_Goal of the exercise_. Below is some data. Retype exactly the lines starting at the one with "pub fn field(&self, key: &str)" and ending at the one with "pub fn normalized_name(&self)".

Saved data entries
────

//! Domain types shared across staffsync crates.
//!
//! These types define the roster input, the staff output document
//! (`canvas-staff.json`), and the persisted bio store (`instructor-bio.json`).

use std::fmt;

use serde::{Deserialize, Serialize};
use serde_json::{Map, Value};

/// Course name used when the upstream course has no name.
pub const DEFAULT_COURSE_NAME: &str = "CSE 140";

/// Placeholder bio for instructors without biography content.
pub const FALLBACK_BIO: &str = "Bio not available for this instructor.";

/// Display name used for members the upstream reports without a name.
pub const UNKNOWN_NAME: &str = "Unknown";

// ---------------------------------------------------------------------------
// Roster input
// ---------------------------------------------------------------------------

/// Normalized privilege level reported alongside the free-text enrollment label.
#[derive(Debug, Clone, Copy, PartialEq, Eq, Hash, Serialize, Deserialize)]
#[serde(rename_all = "lowercase")]
pub enum RoleHint {
    Owner,
    Admin,
    Grader,
    Student,
    Observer,
}

impl RoleHint {
    /// Lowercase wire name.
    pub fn as_str(&self) -> &'static str {
        match self {
            Self::Owner => "owner",
            Self::Admin => "admin",
            Self::Grader => "grader",
            Self::Student => "student",
            Self::Observer => "observer",
        }
    }
}

impl fmt::Display for RoleHint {
    fn fmt(&self, f: &mut fmt::Formatter<'_>) -> fmt::Result {
        f.write_str(self.as_str())
    }
}

/// One upstream roster entry, immutable as received.
#[derive(Debug, Clone, PartialEq, Eq)]
pub struct Member {
    pub id: String,
    pub name: String,
    /// Free-text enrollment label, e.g. `TeacherEnrollment` or `Reader`.
    pub raw_role: String,
    pub hint: Option<RoleHint>,
    /// Possibly empty.
    pub email: String,
}

/// A resolved upstream course.
#[derive(Debug, Clone, PartialEq, Eq)]
pub struct Course {
    pub id: String,
    pub name: Option<String>,
}

impl Course {
    /// Course name, or `fallback` when the upstream name is absent or blank.
    pub fn display_name<'a>(&'a self, fallback: &'a str) -> &'a str {
        match self.name.as_deref() {
            Some(name) if !name.trim().is_empty() => name,
            _ => fallback,
        }
    }
}

/// A parsed course identifier, ready to be put into an API path.
#[derive(Debug, Clone, PartialEq, Eq)]
pub enum CourseQuery {
    /// Numeric Canvas course id.
    Id(u64),
    /// Institution-assigned SIS course id.
    Sis(String),
}

impl CourseQuery {
    /// Path segment used in `/api/v1/courses/{segment}`.
    pub fn path_segment(&self) -> String {
        match self {
            Self::Id(id) => id.to_string(),
            Self::Sis(sis) => format!("sis_course_id:{sis}"),
        }
    }
}

impl fmt::Display for CourseQuery {
    fn fmt(&self, f: &mut fmt::Formatter<'_>) -> fmt::Result {
        f.write_str(&self.path_segment())
    }
}

// ---------------------------------------------------------------------------
// Staff output
// ---------------------------------------------------------------------------

/// Output staff role group.
#[derive(Debug, Clone, Copy, PartialEq, Eq, Hash)]
pub enum StaffRole {
    Instructor,
    Ta,
    Tutor,
}

impl StaffRole {
    /// All groups in output (and backfill) order.
    pub const ALL: [StaffRole; 3] = [Self::Instructor, Self::Ta, Self::Tutor];

    pub fn label(&self) -> &'static str {
        match self {
            Self::Instructor => "instructor",
            Self::Ta => "ta",
            Self::Tutor => "tutor",
        }
    }
}

impl fmt::Display for StaffRole {
    fn fmt(&self, f: &mut fmt::Formatter<'_>) -> fmt::Result {
        f.write_str(self.label())
    }
}

/// One entry in a staff role group.
#[derive(Debug, Clone, PartialEq, Eq, Serialize, Deserialize)]
pub struct StaffEntry {
    pub name: String,
    pub email: String,
    pub id: String,
    /// Section assignment; present (possibly empty) on TA entries only.
    #[serde(default, skip_serializing_if = "Option::is_none")]
    pub sections: Option<String>,
}

impl StaffEntry {
    /// Build the output entry for `member` in the given group.
    pub fn from_member(member: &Member, role: StaffRole) -> Self {
        let name = if member.name.is_empty() {
            UNKNOWN_NAME.to_string()
        } else {
            member.name.clone()
        };
        Self {
            name,
            email: member.email.clone(),
            id: member.id.clone(),
            sections: (role == StaffRole::Ta).then(String::new),
        }
    }

    /// Whether the entry already carries a usable email.
    pub fn has_email(&self) -> bool {
        !self.email.trim().is_empty()
    }
}

/// The staff document written to `canvas-staff.json`.
#[derive(Debug, Clone, PartialEq, Eq, Serialize, Deserialize)]
pub struct StaffRecord {
    pub course_name: String,
    pub instructors: Vec<StaffEntry>,
    pub tas: Vec<StaffEntry>,
    pub tutors: Vec<StaffEntry>,
}

impl StaffRecord {
    /// Create an empty record for the named course.
    pub fn new(course_name: impl Into<String>) -> Self {
        Self {
            course_name: course_name.into(),
            instructors: Vec::new(),
            tas: Vec::new(),
            tutors: Vec::new(),
        }
    }

    pub fn group(&self, role: StaffRole) -> &[StaffEntry] {
        match role {
            StaffRole::Instructor => &self.instructors,
            StaffRole::Ta => &self.tas,
            StaffRole::Tutor => &self.tutors,
        }
    }

    pub fn group_mut(&mut self, role: StaffRole) -> &mut Vec<StaffEntry> {
        match role {
            StaffRole::Instructor => &mut self.instructors,
            StaffRole::Ta => &mut self.tas,
            StaffRole::Tutor => &mut self.tutors,
        }
    }

    /// Group the member with `id` was placed in, if any.
    pub fn role_of(&self, id: &str) -> Option<StaffRole> {
        StaffRole::ALL
            .into_iter()
            .find(|role| self.group(*role).iter().any(|e| e.id == id))
    }

    /// Write `email` onto the entry with `id` in the `role` group.
    ///
    /// Returns `false` if no such entry exists.
    pub fn set_email(&mut self, role: StaffRole, id: &str, email: &str) -> bool {
        match self.group_mut(role).iter_mut().find(|e| e.id == id) {
            Some(entry) => {
                entry.email = email.to_string();
                true
            }
            None => false,
        }
    }
}

// ---------------------------------------------------------------------------
// Bio store
// ---------------------------------------------------------------------------

/// Normalize a name for bio deduplication (trimmed, lowercased).
pub fn normalize_name(name: &str) -> String {
    name.trim().to_lowercase()
}

/// A persisted instructor bio, kept as the raw JSON value it was read as.
///
/// Only `name` is ever inspected. Entries of any shape (non-string bios,
/// explicit nulls, extra fields) are written back exactly as they were read.
#[derive(Debug, Clone, PartialEq, Serialize, Deserialize)]
#[serde(transparent)]
pub struct BioEntry(Value);

impl BioEntry {
    pub fn new(name: impl Into<String>, bio: impl Into<String>) -> Self {
        let mut entry = Map::new();
        entry.insert("name".into(), Value::String(name.into()));
        entry.insert("bio".into(), Value::String(bio.into()));
        Self(Value::Object(entry))
    }

    /// The entry's `name`, when it is a string.
    pub fn name(&self) -> Option<&str> {
        self.0.get("name").and_then(Value::as_str)
    }

    /// The entry's `bio`, when it is a string.
    pub fn bio(&self) -> Option<&str> {
        self.0.get("bio").and_then(Value::as_str)
    }

    /// A field of the underlying object, whatever its type.
    pub fn field(&self, key: &str) -> Option<&Value> {
        self.0.get(key)
    }

    /// Dedup key; entries without a string name normalize to the empty string.
    pub fn normalized_name(&self) -> String {
        normalize_name(self.name().unwrap_or_default())
    }
}

/// The document written to `instructor-bio.json`.
#[derive(Debug, Clone, Default, PartialEq, Serialize, Deserialize)]
pub struct BioStore {
    #[serde(default)]
    pub instructor_bios: Vec<BioEntry>,
    #[serde(flatten)]
    pub extra: Map<String, Value>,
}

#[cfg(test)]
mod tests {
    use super::*;

    fn member(id: &str, name: &str, email: &str) -> Member {
        Member {
            id: id.into(),
            name: name.into(),
            raw_role: "TaEnrollment".into(),
            hint: Some(RoleHint::Grader),
            email: email.into(),
        }
    }

    #[test]
    fn whitespace_email_counts_as_missing() {
        let blank = StaffEntry::from_member(&member("1", "A", "   "), StaffRole::Ta);
        let set = StaffEntry::from_member(&member("1", "A", "a@example.edu"), StaffRole::Ta);
        assert!(!blank.has_email());
        assert!(set.has_email());
    }

    #[test]
    fn ta_entries_carry_sections() {
        let m = member("7", "Bea", "");
        let ta = StaffEntry::from_member(&m, StaffRole::Ta);
        let tutor = StaffEntry::from_member(&m, StaffRole::Tutor);

        let ta_json = serde_json::to_value(&ta).unwrap();
        let tutor_json = serde_json::to_value(&tutor).unwrap();
        assert_eq!(ta_json["sections"], "");
        assert!(tutor_json.get("sections").is_none());
    }

    #[test]
    fn unnamed_member_is_unknown() {
        let entry = StaffEntry::from_member(&member("3", "", ""), StaffRole::Instructor);
        assert_eq!(entry.name, UNKNOWN_NAME);
    }

    #[test]
    fn staff_record_shape() {
        let mut record = StaffRecord::new("CSE 101");
        record
            .instructors
            .push(StaffEntry::from_member(&member("1", "A", ""), StaffRole::Instructor));

        let json = serde_json::to_value(&record).unwrap();
        assert_eq!(json["course_name"], "CSE 101");
        assert_eq!(json["instructors"][0]["name"], "A");
        assert_eq!(json["tas"], serde_json::json!([]));
        assert_eq!(json["tutors"], serde_json::json!([]));
    }

    #[test]
    fn set_email_targets_group_entry() {
        let mut record = StaffRecord::new("CSE 101");
        record
            .tas
            .push(StaffEntry::from_member(&member("9", "T", ""), StaffRole::Ta));

        assert!(!record.set_email(StaffRole::Instructor, "9", "t@example.edu"));
        assert!(record.set_email(StaffRole::Ta, "9", "t@example.edu"));
        assert_eq!(record.tas[0].email, "t@example.edu");
        assert_eq!(record.role_of("9"), Some(StaffRole::Ta));
    }

    #[test]
    fn course_name_fallback() {
        let named = Course {
            id: "1".into(),
            name: Some("Compilers".into()),
        };
        let blank = Course {
            id: "1".into(),
            name: Some("  ".into()),
        };
        assert_eq!(named.display_name(DEFAULT_COURSE_NAME), "Compilers");
        assert_eq!(blank.display_name(DEFAULT_COURSE_NAME), DEFAULT_COURSE_NAME);
    }

    #[test]
    fn course_query_path_segment() {
        assert_eq!(CourseQuery::Id(42).path_segment(), "42");
        assert_eq!(
            CourseQuery::Sis("CSE140-F24".into()).path_segment(),
            "sis_course_id:CSE140-F24"
        );
    }

    #[test]
    fn bio_store_preserves_unknown_fields() {
        let raw = r#"{
            "instructor_bios": [
                {"name": "Jane Doe", "bio": "Teaches things.", "title": "Professor"}
            ],
            "updated_by": "hand"
        }"#;
        let store: BioStore = serde_json::from_str(raw).unwrap();
        assert_eq!(store.instructor_bios[0].field("title").unwrap(), "Professor");

        let back = serde_json::to_value(&store).unwrap();
        assert_eq!(back["instructor_bios"][0]["title"], "Professor");
        assert_eq!(back["instructor_bios"][0]["bio"], "Teaches things.");
        assert_eq!(back["updated_by"], "hand");
    }

    #[test]
    fn bio_entries_of_any_shape_round_trip() {
        let raw = r#"{"instructor_bios": [
            {"name": "A", "bio": ["para one", "para two"]},
            {"name": "B", "bio": null},
            {"name": 7},
            "stray"
        ]}"#;
        let store: BioStore = serde_json::from_str(raw).unwrap();
        assert_eq!(store.instructor_bios.len(), 4);
        assert_eq!(store.instructor_bios[0].name(), Some("A"));
        assert_eq!(store.instructor_bios[0].bio(), None);
        assert_eq!(store.instructor_bios[2].normalized_name(), "");

        let back = serde_json::to_value(&store).unwrap();
        let expected: Value = serde_json::from_str(raw).unwrap();
        assert_eq!(back, expected);
        assert!(back["instructor_bios"][1]["bio"].is_null());
    }

    #[test]
    fn normalized_names_ignore_case_and_padding() {
        let a = BioEntry::new("Jane Doe", FALLBACK_BIO);
        let b = BioEntry::new(" jane doe ", FALLBACK_BIO);
        let c = BioEntry::new("JANE DOE", FALLBACK_BIO);
        assert_eq!(a.normalized_name(), b.normalized_name());
        assert_eq!(b.normalized_name(), c.normalized_name());
    }
}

────

_Result_.
    pub fn field(&self, key: &str) -> Option<&Value> {
        self.0.get(key)
    }

    /// Dedup key; entries without a string name normalize to the empty string.
    pub fn normalized_name(&self) -> String {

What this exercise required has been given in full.